YOUR TASK
Every line holding the string "EngineContext" is to be copied from the entries below.

LISTED RECORDS below:

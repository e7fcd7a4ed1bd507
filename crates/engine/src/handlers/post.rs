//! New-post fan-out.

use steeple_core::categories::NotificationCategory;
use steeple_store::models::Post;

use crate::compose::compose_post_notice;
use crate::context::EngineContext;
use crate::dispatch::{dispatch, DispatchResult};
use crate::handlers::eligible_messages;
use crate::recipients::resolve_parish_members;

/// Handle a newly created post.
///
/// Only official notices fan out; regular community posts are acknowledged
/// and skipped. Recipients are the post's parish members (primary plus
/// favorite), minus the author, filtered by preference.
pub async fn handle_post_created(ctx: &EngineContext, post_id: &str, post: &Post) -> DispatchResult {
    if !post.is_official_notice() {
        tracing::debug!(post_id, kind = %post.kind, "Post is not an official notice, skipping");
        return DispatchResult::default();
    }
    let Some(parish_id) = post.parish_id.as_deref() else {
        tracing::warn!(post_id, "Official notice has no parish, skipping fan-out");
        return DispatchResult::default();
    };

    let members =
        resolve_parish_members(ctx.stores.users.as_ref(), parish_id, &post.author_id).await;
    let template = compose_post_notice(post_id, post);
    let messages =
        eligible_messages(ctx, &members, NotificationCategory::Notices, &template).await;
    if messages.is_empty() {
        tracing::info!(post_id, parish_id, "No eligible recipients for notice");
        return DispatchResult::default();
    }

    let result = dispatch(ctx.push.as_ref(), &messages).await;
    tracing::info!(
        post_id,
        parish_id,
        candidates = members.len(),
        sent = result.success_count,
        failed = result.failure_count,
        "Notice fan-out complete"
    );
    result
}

End of LISTED RECORDS.
LISTED RECORDS below:

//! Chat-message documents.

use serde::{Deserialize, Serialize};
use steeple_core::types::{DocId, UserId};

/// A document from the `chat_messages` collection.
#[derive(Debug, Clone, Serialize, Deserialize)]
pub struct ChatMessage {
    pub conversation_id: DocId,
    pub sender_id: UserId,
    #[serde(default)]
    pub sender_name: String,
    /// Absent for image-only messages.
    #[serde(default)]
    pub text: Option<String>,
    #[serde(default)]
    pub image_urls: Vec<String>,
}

End of LISTED RECORDS.

RESPONSE BOX
use crate::context::EngineContext;
pub async fn handle_post_created(ctx: &EngineContext, post_id: &str, post: &Post) -> DispatchResult {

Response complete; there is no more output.